The first thing you’re going to want to do is create a new board for your bullet journal. Think about the format here; the columns you want to use. I personally prefer to have to just two: In Progress and Archive. When I’m working on an entry, I leave it in the first column, before moving it over to the second at the end of the day when I’ve made my last tweaks. Of course, whatever you decide now isn’t set in stone. The beauty of Trello is that you can continue to tweak things and evolve your workflow over time, so if you want an extra column or two, you can always add them later.
Got your layout sorted? Now you’re going to want to add a card. Title it ‘Journal Entry’. You’re going to want to fill this card with all the sections you want to be present in your Trello bullet journal. As this is what will appear whenever you want to make a new entry. You can include checklist, buttons, and any other Trello feature you’d usually take advantage of. Remember: This is intended to be a skeleton of the sections you want to fill in each day. This isn’t an entry. When you’re all sorted, you’re going to want to select ‘Make Template’ from the sidebar in the card.
Once you’ve created your template, the next thing you’ll want to do is take it for a spin. Next to where it says Add Card at the bottom of the first column, you’ll see a small template icon. Select this, then choose the template you created. Give the new card a unique name, like today’s date. You’re then free to start filling it in as you would. Consider this a page in your journal. Whatever you decide to do with it next is up to you. As I said before, I keep the card in the In Progress all day, then move it over to Archive when I’m done for the day, so I can review it later.
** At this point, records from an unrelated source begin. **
//! In-process mock server for testing API clients built on this crate.
//!
//! Enabled with the `mock` feature. Must run inside a Tokio runtime.
//!
//! ```no_run
//! # async fn demo() -> anyhow::Result<()> {
//! use clientapi::mock::{MockResponse, MockServer};
//! use clientapi::{sessions, ClientApi, Method, StatusCode};
//! use serde_json::json;
//!
//! let server = MockServer::start().await?;
//! server.register(
//!     Method::GET,
//!     "/hello",
//!     MockResponse::new(StatusCode::OK).json(json!({"attribute": 1234})),
//! );
//!
//! let api = ClientApi::new(sessions::no_auth()?, server.url());
//! let response = api.get("/hello").await?;
//! assert_eq!(response.status_code(), 200);
//! server.assert_satisfied();
//! # Ok(())
//! # }
//! ```

use std::{
    collections::{HashMap, VecDeque},
    io,
    sync::{Arc, Mutex, MutexGuard, PoisonError},
};

use axum::{
    body::Body,
    extract::{Query, State},
    http::{header::CONTENT_TYPE, HeaderMap, HeaderName, HeaderValue, Method, StatusCode, Uri},
    response::{IntoResponse, Response},
    Router,
};
use serde_json::{json, Value};

type RouteKey = (Method, String);

/// Canned response plus the expectations the matching request must meet.
#[derive(Clone, Debug)]
pub struct MockResponse {
    status: StatusCode,
    headers: Vec<(String, String)>,
    body: String,
    expected_headers: Vec<(String, String)>,
    expected_params: Vec<(String, String)>,
    expected_body: Option<ExpectedBody>,
}

#[derive(Clone, Debug, PartialEq)]
enum ExpectedBody {
    Json(Value),
    Xml(String),
}

impl MockResponse {
    /// Empty response with `status`.
    pub fn new(status: StatusCode) -> Self {
        Self {
            status,
            headers: Vec::new(),
            body: String::new(),
            expected_headers: Vec::new(),
            expected_params: Vec::new(),
            expected_body: None,
        }
    }

    pub fn ok() -> Self {
        Self::new(StatusCode::OK)
    }

    /// JSON body; sets `Content-Type: application/json`.
    pub fn json(self, body: Value) -> Self {
        self.raw_body(body.to_string(), "application/json")
    }

    /// XML body; sets `Content-Type: text/xml`.
    pub fn xml(self, body: impl Into<String>) -> Self {
        self.raw_body(body.into(), "text/xml")
    }

    fn raw_body(mut self, body: String, content_type: &str) -> Self {
        self.headers
            .retain(|(name, _)| !name.eq_ignore_ascii_case("content-type"));
        self.headers
            .push(("Content-Type".to_owned(), content_type.to_owned()));
        self.body = body;
        self
    }

    pub fn header(mut self, name: impl Into<String>, value: impl Into<String>) -> Self {
        self.headers.push((name.into(), value.into()));
        self
    }

    /// The request must carry header `name` with exactly `value`.
    pub fn expect_header(mut self, name: impl Into<String>, value: impl Into<String>) -> Self {
        self.expected_headers.push((name.into(), value.into()));
        self
    }

    /// The request must carry query parameter `name` with exactly `value`.
    pub fn expect_param(mut self, name: impl Into<String>, value: impl Into<String>) -> Self {
        self.expected_params.push((name.into(), value.into()));
        self
    }

    /// The request body must be JSON equal to `body`.
    pub fn expect_json_body(mut self, body: Value) -> Self {
        self.expected_body = Some(ExpectedBody::Json(body));
        self
    }

    /// The request body must equal `body`, ignoring whitespace.
    pub fn expect_xml_body(mut self, body: impl AsRef<str>) -> Self {
        self.expected_body = Some(ExpectedBody::Xml(strip_whitespace(body.as_ref())));
        self
    }

    fn check(
        &self,
        route: &str,
        headers: &HeaderMap,
        params: &[(String, String)],
        body: &str,
    ) -> Vec<String> {
        let mut mismatches = Vec::new();

        for (name, expected) in &self.expected_headers {
            let actual = headers
                .get(name.as_str())
                .and_then(|value| value.to_str().ok());
            if actual != Some(expected.as_str()) {
                mismatches.push(format!(
                    "{route}: header {name} expected {expected:?}, got {actual:?}"
                ));
            }
        }

        for (name, expected) in &self.expected_params {
            let actual = params
                .iter()
                .find(|(key, _)| key == name)
                .map(|(_, value)| value.as_str());
            if actual != Some(expected.as_str()) {
                mismatches.push(format!(
                    "{route}: param {name} expected {expected:?}, got {actual:?}"
                ));
            }
        }

        match &self.expected_body {
            Some(ExpectedBody::Json(expected)) => match serde_json::from_str::<Value>(body) {
                Ok(actual) if &actual == expected => {}
                Ok(actual) => mismatches.push(format!(
                    "{route}: body expected {expected}, got {actual}"
                )),
                Err(err) => mismatches.push(format!(
                    "{route}: body expected JSON {expected}, got unparseable {body:?}: {err}"
                )),
            },
            Some(ExpectedBody::Xml(expected)) => {
                let actual = strip_whitespace(body);
                if &actual != expected {
                    mismatches.push(format!(
                        "{route}: body expected {expected:?}, got {actual:?}"
                    ));
                }
            }
            None => {}
        }

        mismatches
    }

    fn build_response(self) -> std::result::Result<Response, String> {
        let mut response = (self.status, Body::from(self.body)).into_response();
        for (name, value) in &self.headers {
            let name = HeaderName::from_bytes(name.as_bytes())
                .map_err(|err| format!("invalid mock header name {name:?}: {err}"))?;
            let value = HeaderValue::from_str(value)
                .map_err(|err| format!("invalid mock header value {value:?}: {err}"))?;
            response.headers_mut().append(name, value);
        }
        Ok(response)
    }
}

fn strip_whitespace(text: &str) -> String {
    text.chars().filter(|c| !c.is_whitespace()).collect()
}

#[derive(Clone, Default)]
struct MockState {
    routes: Arc<Mutex<HashMap<RouteKey, VecDeque<MockResponse>>>>,
    hits: Arc<Mutex<HashMap<RouteKey, usize>>>,
    mismatches: Arc<Mutex<Vec<String>>>,
}

fn lock<T>(mutex: &Mutex<T>) -> MutexGuard<'_, T> {
    mutex.lock().unwrap_or_else(PoisonError::into_inner)
}

impl MockState {
    fn next_response(&self, key: &RouteKey) -> Option<MockResponse> {
        let mut routes = lock(&self.routes);
        let queue = routes.get_mut(key)?;
        // The last registered response keeps answering.
        if queue.len() > 1 {
            queue.pop_front()
        } else {
            queue.front().cloned()
        }
    }

    fn record(&self, mismatches: impl IntoIterator<Item = String>) {
        lock(&self.mismatches).extend(mismatches);
    }
}

async fn handle(
    State(state): State<MockState>,
    method: Method,
    uri: Uri,
    headers: HeaderMap,
    Query(params): Query<Vec<(String, String)>>,
    body: String,
) -> Response {
    let key = (method, uri.path().to_owned());
    let route = format!("{} {}", key.0, key.1);
    *lock(&state.hits).entry(key.clone()).or_default() += 1;

    let Some(mock) = state.next_response(&key) else {
        state.record([format!("{route}: no mock registered")]);
        let body = json!({
            "code": "mock_not_registered",
            "detail": format!("No mock registered for {route}"),
        });
        return (
            StatusCode::NOT_FOUND,
            [(CONTENT_TYPE, "application/json")],
            body.to_string(),
        )
            .into_response();
    };

    state.record(mock.check(&route, &headers, &params, &body));

    match mock.build_response() {
        Ok(response) => response,
        Err(message) => {
            state.record([format!("{route}: {message}")]);
            (StatusCode::INTERNAL_SERVER_ERROR, message).into_response()
        }
    }
}

/// Mock HTTP server bound to an ephemeral local port.
///
/// The server task is aborted when this value is dropped.
pub struct MockServer {
    base_url: String,
    state: MockState,
    task: tokio::task::JoinHandle<()>,
}

impl Drop for MockServer {
    fn drop(&mut self) {
        self.task.abort();
    }
}

impl MockServer {
    pub async fn start() -> io::Result<Self> {
        let state = MockState::default();
        let app = Router::new().fallback(handle).with_state(state.clone());

        let listener = tokio::net::TcpListener::bind("127.0.0.1:0").await?;
        let address = listener.local_addr()?;
        let task = tokio::spawn(async move {
            if let Err(err) = axum::serve(listener, app).await {
                tracing::error!(target: "clientapi", "mock server stopped: {err}");
            }
        });

        Ok(Self {
            base_url: format!("http://{address}"),
            state,
            task,
        })
    }

    /// Base URL to hand to [`crate::ClientApi::new`].
    pub fn url(&self) -> String {
        self.base_url.clone()
    }

    /// Registers a response for `method path`. Responses registered for the
    /// same route are served in order; the last one repeats.
    pub fn register(&self, method: Method, path: impl Into<String>, response: MockResponse) {
        lock(&self.state.routes)
            .entry((method, path.into()))
            .or_default()
            .push_back(response);
    }

    /// Number of requests received for `method path`.
    pub fn hits(&self, method: Method, path: &str) -> usize {
        lock(&self.state.hits)
            .get(&(method, path.to_owned()))
            .copied()
            .unwrap_or(0)
    }

    /// Expectation mismatches recorded so far.
    pub fn verify(&self) -> Vec<String> {
        lock(&self.state.mismatches).clone()
    }

    /// Panics listing every recorded mismatch.
    pub fn assert_satisfied(&self) {
        let mismatches = self.verify();
        assert!(
            mismatches.is_empty(),
            "mock expectations not met:\n{}",
            mismatches.join("\n")
        );
    }
}

#[cfg(test)]
mod tests {
    use axum::http::HeaderMap;
    use serde_json::json;

    use super::{strip_whitespace, MockResponse};

    #[test]
    fn strip_whitespace_removes_layout() {
        assert_eq!(strip_whitespace("<a>\n  <b>1</b>\n</a>"), "<a><b>1</b></a>");
    }

    #[test]
    fn check_reports_each_mismatch() {
        let mock = MockResponse::ok()
            .expect_header("x-trace", "abc")
            .expect_param("page", "2")
            .expect_json_body(json!({"name": "kit"}));

        let mismatches = mock.check(
            "POST /things",
            &HeaderMap::new(),
            &[("page".to_owned(), "3".to_owned())],
            r#"{"name": "other"}"#,
        );
        assert_eq!(mismatches.len(), 3);
    }

    #[test]
    fn check_accepts_matching_request() {
        let mut headers = HeaderMap::new();
        headers.insert("x-trace", "abc".parse().unwrap());
        let mock = MockResponse::ok()
            .expect_header("X-Trace", "abc")
            .expect_xml_body("<a> <b/> </a>");

        let mismatches = mock.check("POST /xml", &headers, &[], "<a><b/></a>");
        assert!(mismatches.is_empty(), "{mismatches:?}");
    }

    #[test]
    fn json_body_replaces_content_type() {
        let mock = MockResponse::ok()
            .header("content-type", "text/plain")
            .json(json!({}));
        assert_eq!(
            mock.headers,
            vec![("Content-Type".to_owned(), "application/json".to_owned())]
        );
    }
}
The main benefit of starting a Trello bullet journal is that it lets you keep all of your work in one place. You don’t have to juggle multiple applications. If you’re using Trello for work, because your employer uses it, you can create your own Workspace within it to store your own notes so you aren’t juggling multiple different services — or you could always consider taking Notion, which was created to be the ultimate productivity tool, bringing notes, databases, kanban boards, calendars and reminders, all under one roof, for a spin.